(Beginning of The data)

// Path: crates/client/src/lib.rs
//! # Observer Client Crate Lints
//!
//! This crate enforces a strict set of lints to ensure high-quality,
//! panic-free, and well-documented code. Panics are disallowed in non-test
//! code to promote robust error handling.
#![cfg_attr(
    not(test),
    deny(
        clippy::unwrap_used,
        clippy::expect_used,
        clippy::panic,
        clippy::unimplemented,
        clippy::todo,
        clippy::indexing_slicing
    )
)]

//! # Observer Client
//!
//! reqwest-backed implementations of the observer's collaborator traits: the
//! chain HTTP API, the ledger gateway, the contract-state cache, the upload
//! service, plus static lists and the local Ed25519 signer.

pub mod chain;
pub mod ledger;
pub mod lists;
pub mod remote_cache;
pub mod signer;
pub mod upload;

pub use chain::ChainClient;
pub use ledger::HttpLedgerClient;
pub use lists::{StaticGatewayList, StaticNameList};
pub use remote_cache::RemoteCacheClient;
pub use signer::Ed25519ReportSigner;
pub use upload::HttpUploadClient;

use observer_types::error::ObserverError;
use observer_types::Result;
use reqwest::{Client, RequestBuilder};
use serde::de::DeserializeOwned;
use std::time::Duration;

/// Builds the shared HTTP client with connect and whole-request timeouts.
pub fn build_http_client(connect_timeout: Duration, request_timeout: Duration) -> Result<Client> {
    Client::builder()
        .connect_timeout(connect_timeout)
        .timeout(request_timeout)
        .build()
        .map_err(|e| ObserverError::Config(format!("http client: {e}")))
}

pub(crate) fn upstream(url: &str, e: impl std::fmt::Display) -> ObserverError {
    ObserverError::UpstreamUnavailable(format!("{url}: {e}"))
}

/// Sends `request` and decodes a JSON body, mapping transport and status
/// failures to `UpstreamUnavailable`.
pub(crate) async fn send_json<T: DeserializeOwned>(url: &str, request: RequestBuilder) -> Result<T> {
    let resp = request
        .send()
        .await
        .and_then(|r| r.error_for_status())
        .map_err(|e| upstream(url, e))?;
    resp.json::<T>()
        .await
        .map_err(|e| ObserverError::Serialization(format!("{url}: {e}")))
}

/// `GET url` decoded as JSON.
pub(crate) async fn get_json<T: DeserializeOwned>(client: &Client, url: &str) -> Result<T> {
    send_json(url, client.get(url)).await
}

(End of The data)

* _Problem requirements_: Please give the number of lines above that include the string "Duration", with nothing added.

* _Task solution_: 2